About this exercise: Every line of the records below that has the word "Sized" should be copied.
+++ Given data +++
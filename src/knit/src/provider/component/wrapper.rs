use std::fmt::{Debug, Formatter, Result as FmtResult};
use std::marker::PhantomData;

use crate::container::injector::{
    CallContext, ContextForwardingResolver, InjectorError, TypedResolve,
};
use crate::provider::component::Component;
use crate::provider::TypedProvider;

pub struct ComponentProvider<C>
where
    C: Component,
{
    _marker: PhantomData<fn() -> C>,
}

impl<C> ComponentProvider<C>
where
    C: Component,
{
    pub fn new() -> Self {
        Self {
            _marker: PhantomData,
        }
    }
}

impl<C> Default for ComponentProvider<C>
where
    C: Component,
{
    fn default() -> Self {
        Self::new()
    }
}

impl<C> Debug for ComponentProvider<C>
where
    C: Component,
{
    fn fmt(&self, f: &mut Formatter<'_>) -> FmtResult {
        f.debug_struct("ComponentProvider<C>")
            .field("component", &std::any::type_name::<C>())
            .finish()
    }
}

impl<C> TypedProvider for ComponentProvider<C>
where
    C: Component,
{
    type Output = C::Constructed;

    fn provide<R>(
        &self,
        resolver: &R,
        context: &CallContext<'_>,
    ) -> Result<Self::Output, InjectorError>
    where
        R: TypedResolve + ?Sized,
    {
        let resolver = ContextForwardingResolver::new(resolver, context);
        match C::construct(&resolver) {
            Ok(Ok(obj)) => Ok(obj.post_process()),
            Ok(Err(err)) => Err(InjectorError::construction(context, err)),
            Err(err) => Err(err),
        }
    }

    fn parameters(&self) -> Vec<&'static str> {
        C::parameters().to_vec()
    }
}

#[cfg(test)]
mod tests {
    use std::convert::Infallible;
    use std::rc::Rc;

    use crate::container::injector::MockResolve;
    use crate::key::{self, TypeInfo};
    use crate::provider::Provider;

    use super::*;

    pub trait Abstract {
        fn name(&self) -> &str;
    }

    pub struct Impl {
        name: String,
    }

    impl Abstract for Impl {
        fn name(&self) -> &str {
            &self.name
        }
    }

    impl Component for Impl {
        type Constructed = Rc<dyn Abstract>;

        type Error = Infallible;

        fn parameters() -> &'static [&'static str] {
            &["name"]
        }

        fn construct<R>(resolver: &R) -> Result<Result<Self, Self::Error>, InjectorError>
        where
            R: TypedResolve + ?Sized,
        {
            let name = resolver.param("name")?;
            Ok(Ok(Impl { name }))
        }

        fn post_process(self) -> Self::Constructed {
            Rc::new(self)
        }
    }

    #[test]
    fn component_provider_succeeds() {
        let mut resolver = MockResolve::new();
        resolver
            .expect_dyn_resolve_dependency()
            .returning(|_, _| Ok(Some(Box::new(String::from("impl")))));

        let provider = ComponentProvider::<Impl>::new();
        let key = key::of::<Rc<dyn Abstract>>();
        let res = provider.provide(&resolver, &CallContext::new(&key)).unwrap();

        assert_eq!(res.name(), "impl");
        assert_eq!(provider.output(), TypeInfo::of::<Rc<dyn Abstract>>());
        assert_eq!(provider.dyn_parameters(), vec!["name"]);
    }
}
+++
Answer box:
        R: TypedResolve + ?Sized,
            R: TypedResolve + ?Sized,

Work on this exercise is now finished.